** Exercise inputs follows **

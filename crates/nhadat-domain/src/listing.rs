//! Listing domain types.

use std::fmt;
use std::str::FromStr;

use serde::{Deserialize, Serialize};
use thiserror::Error;

/// Lifecycle status of a listing.
///
/// Only `draft → pending` is driven by the listing owner; every other transition
/// belongs to moderation and is applied outside the listings service.
#[derive(Debug, Clone, Copy, Default, PartialEq, Eq, Hash, Serialize, Deserialize)]
#[serde(rename_all = "lowercase")]
pub enum ListingStatus {
    #[default]
    Draft,
    Pending,
    Approved,
    Rejected,
    Expired,
    Sold,
    Rented,
}

impl fmt::Display for ListingStatus {
    fn fmt(&self, f: &mut fmt::Formatter<'_>) -> fmt::Result {
        let s = match self {
            Self::Draft => "draft",
            Self::Pending => "pending",
            Self::Approved => "approved",
            Self::Rejected => "rejected",
            Self::Expired => "expired",
            Self::Sold => "sold",
            Self::Rented => "rented",
        };
        f.write_str(s)
    }
}

/// Whether the property is offered for sale or for rent.
#[derive(Debug, Clone, Copy, Default, PartialEq, Eq, Hash, Serialize, Deserialize)]
#[serde(rename_all = "lowercase")]
pub enum TransactionType {
    #[default]
    Sell,
    Rent,
}

impl fmt::Display for TransactionType {
    fn fmt(&self, f: &mut fmt::Formatter<'_>) -> fmt::Result {
        f.write_str(match self {
            Self::Sell => "sell",
            Self::Rent => "rent",
        })
    }
}

/// Error returned when a string cannot be parsed as a listing enum.
#[derive(Debug, Error)]
#[error("unknown listing value: {0:?}")]
pub struct UnknownListingValue(pub String);

impl FromStr for ListingStatus {
    type Err = UnknownListingValue;

    fn from_str(s: &str) -> Result<Self, Self::Err> {
        match s {
            "draft" => Ok(Self::Draft),
            "pending" => Ok(Self::Pending),
            "approved" => Ok(Self::Approved),
            "rejected" => Ok(Self::Rejected),
            "expired" => Ok(Self::Expired),
            "sold" => Ok(Self::Sold),
            "rented" => Ok(Self::Rented),
            other => Err(UnknownListingValue(other.to_owned())),
        }
    }
}

impl FromStr for TransactionType {
    type Err = UnknownListingValue;

    fn from_str(s: &str) -> Result<Self, Self::Err> {
        match s {
            "sell" => Ok(Self::Sell),
            "rent" => Ok(Self::Rent),
            other => Err(UnknownListingValue(other.to_owned())),
        }
    }
}

/// Sortable listing columns. Anything outside this list falls back to `CreatedAt`.
#[derive(Debug, Clone, Copy, Default, PartialEq, Eq, Hash)]
pub enum ListingSortField {
    #[default]
    CreatedAt,
    Price,
    Views,
    QualityScore,
    PublishedAt,
}

impl ListingSortField {
    /// Parse the camelCase query value (`createdAt`, `price`, ...).
    /// Unknown names silently fall back to the default.
    pub fn from_param(s: &str) -> Self {
        match s {
            "price" => Self::Price,
            "views" => Self::Views,
            "qualityScore" => Self::QualityScore,
            "publishedAt" => Self::PublishedAt,
            _ => Self::CreatedAt,
        }
    }
}
use anyhow::Context as _;

use crate::domain::repository::PasswordHasher;
use crate::error::AuthServiceError;

/// bcrypt hashing, run on the blocking thread pool.
#[derive(Clone)]
pub struct BcryptHasher {
    pub cost: u32,
}

impl PasswordHasher for BcryptHasher {
    async fn hash(&self, plain: &str) -> Result<String, AuthServiceError> {
        let plain = plain.to_owned();
        let cost = self.cost;
        let hash = tokio::task::spawn_blocking(move || bcrypt::hash(plain, cost))
            .await
            .context("join bcrypt hash task")?
            .context("bcrypt hash")?;
        Ok(hash)
    }

    async fn verify(&self, plain: &str, hash: &str) -> Result<bool, AuthServiceError> {
        let plain = plain.to_owned();
        let hash = hash.to_owned();
        let ok = tokio::task::spawn_blocking(move || bcrypt::verify(plain, &hash))
            .await
            .context("join bcrypt verify task")?
            .context("bcrypt verify")?;
        Ok(ok)
    }
}
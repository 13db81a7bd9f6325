use axum::http::{HeaderName, HeaderValue, Request};
use tower_http::classify::{ServerErrorsAsFailures, SharedClassifier};
use tower_http::request_id::{MakeRequestId, PropagateRequestIdLayer, RequestId, SetRequestIdLayer};
use tower_http::trace::TraceLayer;
use uuid::Uuid;

const X_REQUEST_ID: &str = "x-request-id";

#[derive(Clone, Default)]
pub struct MakeUuidRequestId;

impl MakeRequestId for MakeUuidRequestId {
    fn make_request_id<B>(&mut self, _request: &Request<B>) -> Option<RequestId> {
        HeaderValue::from_str(&Uuid::new_v4().to_string())
            .ok()
            .map(RequestId::new)
    }
}

/// Build the request-id layer. Existing `x-request-id` headers are kept.
pub fn request_id_layer() -> SetRequestIdLayer<MakeUuidRequestId> {
    SetRequestIdLayer::new(HeaderName::from_static(X_REQUEST_ID), MakeUuidRequestId)
}

/// Copy the request id onto the response.
pub fn propagate_request_id_layer() -> PropagateRequestIdLayer {
    PropagateRequestIdLayer::new(HeaderName::from_static(X_REQUEST_ID))
}

/// HTTP access logging. Records method, uri, status and latency for every request.
pub fn trace_layer() -> TraceLayer<SharedClassifier<ServerErrorsAsFailures>> {
    TraceLayer::new_for_http()
}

** End of Exercise inputs **

Instructions for the task:
Identify the lines in the records above that contain the word "BcryptHasher", then state how many there are and nothing more.

Response to this task:
2